Innanzitutto, in via generale, per l’avvertita importanza della materia trattata, l’assicurazione sulla vita a favore del terzo, come attestato dal frequente impiego nella prassi di tale negozio, in quanto strumento che si inquadra a pieno titolo nell’ambito della generale funzione di previdenza e di risparmio e, più precisamente, di risparmio finalizzato alla previdenza. Il caso in esame costituirà, allora, preziosa occasione per allargare il campo di indagine, dalla specificità della presente fattispecie, a profili di disciplina del contratto di assicurazione sulla vita ivi strettamente connessi e di altrettanto vivo rilievo applicativo.
In secondo luogo, poiché consente di verificare in concreto le difficoltà operative in cui, sovente, può trovarsi l’interprete nella soluzione di delicate questioni giuridiche sollevate dalla materia in esame, come occorso nel caso di specie: questioni di non così facile ed immediato inquadramento, in considerazione dell’ineludibile connessione tra la corretta ricostruzione di esse e il superamento, non sempre agevole, di incertezze interpretative legate alle circostanze del caso concreto.
Di seguito la vicenda giuridica. B.A. stipula con l’istituto assicurativo, la società Popolare Vita, due polizze assicurative sulla propria vita, designando, quali beneficiari, per il caso di morte, con espressione generica, “gli eredi”. Successivamente, lo stesso contraente redige testamento pubblico, nominando quali propri eredi il nipote B.D. e la moglie F.I.; inoltre, nel procedere alla divisione del suo patrimonio, al primo attribuisce i terreni agricoli e i beni mobili registrati destinati all’attività agricola, e, alla seconda, la casa coniugale, i beni mobili registrati diversi da quelli destinati all’attività agricola, nonché “il resto del patrimonio mobiliare, compreso il danaro e gli investimenti bancari e non solo”.

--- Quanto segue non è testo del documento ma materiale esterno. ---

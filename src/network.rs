use tokio::net::lookup_host;
use tracing::*;

use crate::{config::ServerConfig, retry::RetryPolicy};

/// Link-level readiness of the uplink network
#[async_trait::async_trait]
pub trait NetworkLink: Send {
    async fn is_associated(&mut self) -> bool;
}

/// Host network: ready once the upload server's address resolves
#[derive(Debug, Clone)]
pub struct ResolverLink {
    host: String,
    port: u16,
}

impl ResolverLink {
    pub fn new(server: &ServerConfig) -> Self {
        Self {
            host: server.host.clone(),
            port: server.port,
        }
    }
}

#[async_trait::async_trait]
impl NetworkLink for ResolverLink {
    async fn is_associated(&mut self) -> bool {
        match lookup_host((self.host.as_str(), self.port)).await {
            Ok(mut addrs) => addrs.next().is_some(),
            Err(err) => {
                debug!("resolving {}:{} failed: {err}", self.host, self.port);
                false
            }
        }
    }
}

/// Spin until the link is up, backing off between polls. Never gives up.
///
/// Returns the number of failed polls before association.
pub async fn wait_for_association<L, R>(link: &mut L, retry: &mut R) -> u32
where
    L: NetworkLink,
    R: RetryPolicy,
{
    let mut failed = 0;
    while !link.is_associated().await {
        failed += 1;
        info!("Connecting to network...");
        retry.backoff(failed).await;
    }

    info!("Connected to network");
    failed
}
use tracing::*;

use crate::adc::{AdcBank, AdcDriver, CHANNEL_COUNT, ChannelId};

/// Per-channel minimum of the raw counts seen during the current measuring window
#[derive(Debug, Clone, Copy, PartialEq, Eq)]
pub struct MinHoldRegister {
    minima: [i16; CHANNEL_COUNT],
}

impl MinHoldRegister {
    /// Marks a channel that has not produced a sample in this window
    pub const SENTINEL: i16 = i16::MAX;

    pub const fn new() -> Self {
        Self {
            minima: [Self::SENTINEL; CHANNEL_COUNT],
        }
    }

    /// Keep the algebraic minimum of the held value and `raw`
    pub fn fold(&mut self, channel: ChannelId, raw: i16) {
        let held = &mut self.minima[channel.index()];
        *held = (*held).min(raw);
    }

    /// Held minimum, or `None` while the channel is still at the sentinel
    pub fn minimum(&self, channel: ChannelId) -> Option<i16> {
        match self.minima[channel.index()] {
            Self::SENTINEL => None,
            raw => Some(raw),
        }
    }

    pub fn reset(&mut self) {
        self.minima = [Self::SENTINEL; CHANNEL_COUNT];
    }

    pub fn raw(&self) -> &[i16; CHANNEL_COUNT] {
        &self.minima
    }
}

impl Default for MinHoldRegister {
    fn default() -> Self {
        Self::new()
    }
}

impl From<[i16; CHANNEL_COUNT]> for MinHoldRegister {
    fn from(minima: [i16; CHANNEL_COUNT]) -> Self {
        Self { minima }
    }
}

/// Reads every channel once per call and folds the readings into the min-hold register
#[derive(Debug)]
pub struct AcquisitionEngine<D: AdcDriver> {
    bank: AdcBank<D>,
    register: MinHoldRegister,
    failed_reads: u32,
}

impl<D: AdcDriver> AcquisitionEngine<D> {
    pub fn new(bank: AdcBank<D>) -> Self {
        Self {
            bank,
            register: MinHoldRegister::new(),
            failed_reads: 0,
        }
    }

    /// One pass over all 8 channels. Failed reads are skipped, not retried.
    pub fn sample(&mut self) {
        for channel in ChannelId::all() {
            match self.bank.read(channel) {
                Ok(raw) => self.register.fold(channel, raw),
                Err(err) => {
                    self.failed_reads = self.failed_reads.saturating_add(1);
                    debug!("Skipping {} reading: {err}", channel.field_name());
                }
            }
        }
    }

    pub fn register(&self) -> &MinHoldRegister {
        &self.register
    }

    /// Reads that failed since the last reset
    pub fn failed_reads(&self) -> u32 {
        self.failed_reads
    }

    /// Start a fresh window: all channels back to the sentinel
    pub fn reset(&mut self) {
        self.register.reset();
        self.failed_reads = 0;
    }
}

A seguito del decesso di B.A., intervenuto in data antecedente alla scadenza delle due polizze assicurative, la moglie, recandosi, con copia del suddetto testamento pubblico, presso la filiale della Banca Popolare di Verona ove il de cuius aveva stipulato le suddette polizze, richiede il pagamento in suo favore dell’intero capitale assicurato. L’Istituto, di contro, ottenuta dalla reclamante la produzione di una dichiarazione sostitutiva di notorietà, che indicasse i soggetti qualificabili come eredi del contraente-testatore e rilevato che tali erano effettivamente il di lui nipote e la di lui moglie, provvede a liquidare loro, in parti uguali, il capitale assicurato, come da designazione effettuata nelle due polizze sopra richiamate.
Per tale ragione, la moglie del de cuius avanza, in giudizio, domanda di condanna della Popolare Vita alla corresponsione in suo favore anche della somma riconosciuta, in precedenza, a beneficio dell’altro erede, affermando che, con la locuzione sopra riportata, contenuta nel testamento pubblico, il contraente-testatore avesse inteso revocare la precedente designazione contrattuale, operando contestualmente, secondo una delle modalità previste dall’art. 1920 c.c., una nuova designazione.
L’istituto assicurativo assume, a sua difesa, che il capitale assicurato dovesse essere ripartito in parti uguali tra gli eredi, giusta la designazione effettuata al momento della stipula delle due polizze, a suo avviso non revocata.
Il Tribunale di Verona respinge la domanda attrice, sul presupposto, in aderenza alla difesa sopra spiegata…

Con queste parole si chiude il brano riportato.